### Collected data
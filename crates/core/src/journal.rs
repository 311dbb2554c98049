use crate::executor::RelocationResult;
use anyhow::{Context, Result};
use std::fs::{self, OpenOptions};
use std::io::Write;
use std::path::{Path, PathBuf};

/// Append-only JSON-lines record of every relocation, for after-the-fact audit.
#[derive(Debug, Clone)]
pub struct ResultJournal {
    path: PathBuf,
}

impl ResultJournal {
    pub fn new(path: impl Into<PathBuf>) -> Self {
        Self { path: path.into() }
    }

    pub fn path(&self) -> &Path {
        &self.path
    }

    pub fn append(&self, results: &[RelocationResult]) -> Result<()> {
        let live: Vec<&RelocationResult> = results.iter().filter(|r| !r.dry_run).collect();
        if live.is_empty() {
            return Ok(());
        }

        if let Some(dir) = self.path.parent() {
            fs::create_dir_all(dir)
                .with_context(|| format!("could not create journal directory: {}", dir.display()))?;
        }
        let mut file = OpenOptions::new()
            .create(true)
            .append(true)
            .open(&self.path)
            .with_context(|| format!("could not open journal: {}", self.path.display()))?;

        for result in live {
            let line = serde_json::to_string(result).context("could not serialize journal entry")?;
            writeln!(file, "{line}")
                .with_context(|| format!("could not write journal: {}", self.path.display()))?;
        }
        Ok(())
    }

    /// Most recent `limit` entries, oldest first.
    pub fn tail(&self, limit: usize) -> Result<Vec<RelocationResult>> {
        if !self.path.exists() {
            return Ok(Vec::new());
        }

        let raw = fs::read_to_string(&self.path)
            .with_context(|| format!("could not read journal: {}", self.path.display()))?;
        let entries = raw
            .lines()
            .filter(|line| !line.trim().is_empty())
            .map(|line| serde_json::from_str::<RelocationResult>(line))
            .collect::<Result<Vec<_>, _>>()
            .context("journal is corrupted")?;

        let skip = entries.len().saturating_sub(limit);
        Ok(entries.into_iter().skip(skip).collect())
    }
}
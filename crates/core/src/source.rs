use crate::error::RenamerError;
use crate::scene::SceneMetadata;
use std::collections::HashMap;
use std::fs;
use std::path::PathBuf;

/// Synchronous scene lookup. `Ok(None)` means the scene does not exist.
pub trait SceneSource {
    fn find_scene(&self, id: &str) -> Result<Option<SceneMetadata>, RenamerError>;
}

impl SceneSource for HashMap<String, SceneMetadata> {
    fn find_scene(&self, id: &str) -> Result<Option<SceneMetadata>, RenamerError> {
        Ok(self.get(id).cloned())
    }
}

/// Scenes exported as `<root>/<id>.json`, one `findScene` result per file.
#[derive(Debug, Clone)]
pub struct JsonSceneDirectory {
    root: PathBuf,
}

impl JsonSceneDirectory {
    pub fn new(root: impl Into<PathBuf>) -> Self {
        Self { root: root.into() }
    }
}

impl SceneSource for JsonSceneDirectory {
    fn find_scene(&self, id: &str) -> Result<Option<SceneMetadata>, RenamerError> {
        if id.is_empty() || !id.chars().all(|ch| ch.is_ascii_alphanumeric() || ch == '-' || ch == '_') {
            return Ok(None);
        }

        let path = self.root.join(format!("{id}.json"));
        if !path.is_file() {
            return Ok(None);
        }

        let raw = fs::read_to_string(&path).map_err(|err| {
            RenamerError::MetadataSource(format!("cannot read {}: {err}", path.display()))
        })?;
        let scene = serde_json::from_str::<SceneMetadata>(&raw).map_err(|err| {
            RenamerError::MetadataSource(format!("cannot parse {}: {err}", path.display()))
        })?;
        Ok(Some(scene))
    }
}
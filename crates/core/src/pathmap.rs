use std::collections::BTreeMap;
use std::path::PathBuf;

#[derive(Debug, Clone, Copy, PartialEq, Eq)]
pub enum PathStyle {
    Posix,
    Windows,
}

impl PathStyle {
    pub fn native() -> Self {
        if cfg!(windows) {
            PathStyle::Windows
        } else {
            PathStyle::Posix
        }
    }
}

/// Rewrites a path reported by stash into the host's form.
///
/// On Windows the longest matching prefix of `map` is replaced and slashes are
/// flipped; on POSIX hosts the path is used as reported.
pub fn translate_path(raw: &str, map: &BTreeMap<String, String>, style: PathStyle) -> String {
    if style == PathStyle::Posix {
        return raw.to_string();
    }

    let mapped = map
        .iter()
        .filter(|(from, _)| !from.is_empty() && raw.starts_with(from.as_str()))
        .max_by_key(|(from, _)| from.len())
        .map(|(from, to)| {
            let relative = raw[from.len()..].trim_start_matches('/');
            if relative.is_empty() {
                to.clone()
            } else {
                format!("{}\\{}", to.trim_end_matches('\\'), relative)
            }
        })
        .unwrap_or_else(|| raw.to_string());

    mapped.replace('/', "\\")
}

pub fn make_path(raw: &str, map: &BTreeMap<String, String>) -> PathBuf {
    PathBuf::from(translate_path(raw, map, PathStyle::native()))
}
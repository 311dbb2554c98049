mod config;
mod error;
mod executor;
mod journal;
mod pathmap;
mod payload;
mod planner;
mod process;
mod projector;
mod rescan;
mod sanitize;
mod scene;
mod source;
mod template;
mod transform;

pub use config::{
    app_paths, load_config, load_config_from, save_config, AppPaths, RenamerConfig, WrapperStyle,
};
pub use error::{DateFormatError, RenamerError};
pub use executor::{
    execute, CompanionKind, CompanionMove, ExecuteRequest, RelocationAction, RelocationMode,
    RelocationResult,
};
pub use journal::ResultJournal;
pub use pathmap::{make_path, translate_path, PathStyle};
pub use payload::{parse_hook_payload, HookContext};
pub use planner::{
    find_stash_root, plan, resolve_unique, target_directory, RelocationPlan, NO_STUDIO,
};
pub use process::{process_scene, run_hook, stash_roots, SceneReport, SkippedItem};
pub use projector::project_field;
pub use rescan::{dedupe_ordered, RescanQueue};
pub use sanitize::{sanitize, sanitize_opt};
pub use scene::{FieldValue, FileAttribute, FileRecord, NamedEntity, SceneField, SceneMetadata, StashId};
pub use source::{JsonSceneDirectory, SceneSource};
pub use template::{
    form_filename, form_foldername, parse_template, render_names, render_ordered,
    render_template, RenderedNames, TemplatePart,
};
pub use transform::{format_date, transform_field, CaseFunction, Replacement, RewriteRule};
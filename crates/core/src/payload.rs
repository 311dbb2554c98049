use crate::error::RenamerError;
use serde::Deserialize;
use serde_json::Value;

/// The part of a stash plugin hook invocation the renamer cares about.
#[derive(Debug, Clone, PartialEq, Eq)]
pub struct HookContext {
    pub scene_id: String,
    pub hook_type: Option<String>,
}

#[derive(Debug, Deserialize)]
struct HookInput {
    #[serde(default)]
    args: Option<HookArgs>,
}

#[derive(Debug, Deserialize)]
struct HookArgs {
    #[serde(rename = "hookContext", default)]
    hook_context: Option<RawHookContext>,
}

#[derive(Debug, Deserialize)]
struct RawHookContext {
    #[serde(default)]
    id: Option<Value>,
    #[serde(rename = "type", default)]
    hook_type: Option<String>,
}

/// Reads `args.hookContext.id` from the JSON stash writes to the plugin's stdin.
pub fn parse_hook_payload(raw: &str) -> Result<HookContext, RenamerError> {
    if raw.trim().is_empty() {
        return Err(RenamerError::PayloadInvalid("payload is empty".to_string()));
    }

    let input: HookInput = serde_json::from_str(raw)
        .map_err(|err| RenamerError::PayloadInvalid(format!("not valid JSON: {err}")))?;
    let context = input
        .args
        .and_then(|args| args.hook_context)
        .ok_or_else(|| RenamerError::PayloadInvalid("no hook context provided".to_string()))?;

    let scene_id = match context.id {
        Some(Value::String(id)) if !id.trim().is_empty() => id.trim().to_string(),
        Some(Value::Number(id)) => id.to_string(),
        _ => {
            return Err(RenamerError::PayloadInvalid(
                "no scene id in hook context".to_string(),
            ))
        }
    };

    Ok(HookContext {
        scene_id,
        hook_type: context.hook_type,
    })
}

#[cfg(test)]
mod tests {
    use super::*;

    #[test]
    fn reads_numeric_and_string_ids() {
        let numeric = parse_hook_payload(
            r#"{"args": {"hookContext": {"id": 17, "type": "Scene.Update.Post"}}}"#,
        )
        .expect("payload must parse");
        assert_eq!(numeric.scene_id, "17");
        assert_eq!(numeric.hook_type.as_deref(), Some("Scene.Update.Post"));

        let string = parse_hook_payload(r#"{"args": {"hookContext": {"id": "18"}}}"#)
            .expect("payload must parse");
        assert_eq!(string.scene_id, "18");
    }

    #[test]
    fn malformed_payloads_are_rejected() {
        for raw in [
            "",
            "not json",
            r#"{"args": {}}"#,
            r#"{"args": {"hookContext": {}}}"#,
            r#"{"args": {"hookContext": {"id": ""}}}"#,
            r#"{"args": {"hookContext": {"id": null}}}"#,
        ] {
            let err = parse_hook_payload(raw).expect_err("must fail");
            assert!(matches!(err, RenamerError::PayloadInvalid(_)), "{raw}");
            assert!(err.is_fatal());
        }
    }
}
use crate::config::RenamerConfig;
use crate::projector::project_field;
use crate::sanitize::sanitize;
use crate::scene::{SceneField, SceneMetadata};
use crate::transform::transform_field;
use serde::{Deserialize, Serialize};
use tracing::{debug, info};

#[derive(Debug, Clone, PartialEq, Eq)]
pub enum TemplatePart {
    Literal(String),
    Field(SceneField),
}

/// Names produced for one scene.
#[derive(Debug, Clone, PartialEq, Eq, Serialize, Deserialize)]
pub struct RenderedNames {
    pub filename: String,
    pub foldername: String,
    pub studio_template: bool,
}

/// Splits a studio template into literals and field references.
///
/// `$key` takes the longest run of `[a-z0-9_]` after the dollar sign, so
/// `$date_added` never resolves to `$date`. `${key}` delimits a key explicitly
/// when it is directly followed by word characters. Unknown keys stay literal.
pub fn parse_template(input: &str) -> Vec<TemplatePart> {
    let mut parts = Vec::new();
    let mut literal = String::new();
    let mut rest = input;

    while let Some(pos) = rest.find('$') {
        literal.push_str(&rest[..pos]);
        let after = &rest[pos + 1..];

        let (key, consumed) = if let Some(braced) = after.strip_prefix('{') {
            match braced.find('}') {
                Some(end) => (&braced[..end], end + 2),
                None => ("", 0),
            }
        } else {
            let end = after
                .find(|ch: char| !is_key_char(ch))
                .unwrap_or(after.len());
            (&after[..end], end)
        };

        match SceneField::from_key(key).filter(|_| consumed > 0) {
            Some(field) => {
                if !literal.is_empty() {
                    parts.push(TemplatePart::Literal(std::mem::take(&mut literal)));
                }
                parts.push(TemplatePart::Field(field));
            }
            None => {
                literal.push('$');
                literal.push_str(&after[..consumed]);
            }
        }
        rest = &after[consumed..];
    }

    literal.push_str(rest);
    if !literal.is_empty() {
        parts.push(TemplatePart::Literal(literal));
    }
    parts
}

/// Project, rewrite and sanitize one field. `None` when the field is empty.
pub fn render_field(
    scene: &SceneMetadata,
    field: SceneField,
    config: &RenamerConfig,
) -> Option<String> {
    let projected = project_field(scene, field, config)?;
    let transformed = transform_field(&projected, field, &config.regex_transformations);
    let sanitized = sanitize(&transformed);
    (!sanitized.trim().is_empty()).then_some(sanitized)
}

pub fn render_template(
    parts: &[TemplatePart],
    scene: &SceneMetadata,
    config: &RenamerConfig,
) -> String {
    let mut output = String::new();
    for part in parts {
        match part {
            TemplatePart::Literal(s) => output.push_str(s),
            TemplatePart::Field(field) => {
                if let Some(value) = render_field(scene, *field, config) {
                    output.push_str(&wrap(config, *field, &value));
                }
            }
        }
    }
    output.trim().to_string()
}

/// Joins the non-empty fields of `order` with the configured separator.
pub fn render_ordered(
    scene: &SceneMetadata,
    order: &[SceneField],
    config: &RenamerConfig,
) -> String {
    let parts: Vec<String> = order
        .iter()
        .filter(|field| !config.exclude_keys.contains(field))
        .filter_map(|field| {
            render_field(scene, *field, config).map(|value| wrap(config, *field, &value))
        })
        .collect();

    let joined = parts.join(&config.separator);
    if config.separator.is_empty() {
        joined
    } else {
        joined.trim_end_matches(config.separator.as_str()).to_string()
    }
}

/// Studio template when one is configured and renders to something, ordered
/// fields otherwise.
pub fn form_filename(scene: &SceneMetadata, config: &RenamerConfig) -> (String, bool) {
    if let Some(template) = scene
        .studio_name()
        .and_then(|studio| config.studio_templates.get(studio))
        .filter(|template| !template.trim().is_empty())
    {
        let rendered = render_template(&parse_template(template), scene, config);
        if !rendered.is_empty() {
            info!(
                scene_id = %scene.id,
                studio = scene.studio_name().unwrap_or_default(),
                filename = %rendered,
                "applied studio template"
            );
            return (rendered, true);
        }
        debug!(scene_id = %scene.id, "studio template rendered empty, using key order");
    }

    let filename = render_ordered(scene, &config.key_order, config);
    info!(scene_id = %scene.id, filename = %filename, "generated filename");
    (filename, false)
}

pub fn form_foldername(scene: &SceneMetadata, config: &RenamerConfig) -> String {
    let foldername = render_ordered(scene, &config.folder_key_order, config);
    debug!(scene_id = %scene.id, foldername = %foldername, "generated foldername");
    foldername
}

pub fn render_names(scene: &SceneMetadata, config: &RenamerConfig) -> RenderedNames {
    let (filename, studio_template) = form_filename(scene, config);
    RenderedNames {
        filename,
        foldername: form_foldername(scene, config),
        studio_template,
    }
}

fn wrap(config: &RenamerConfig, field: SceneField, value: &str) -> String {
    match config.wrapper_for(field) {
        Some(style) => style.wrap(value),
        None => value.to_string(),
    }
}

fn is_key_char(ch: char) -> bool {
    ch.is_ascii_lowercase() || ch.is_ascii_digit() || ch == '_'
}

### WHAT THIS TASK INVOLVES
Where does "struct" appear in the records above? Copy each line that holds it.

### RESULT OF THE TASK
pub struct ResultJournal {
pub struct JsonSceneDirectory {
pub struct HookContext {
struct HookInput {
struct HookArgs {
struct RawHookContext {
pub struct RenderedNames {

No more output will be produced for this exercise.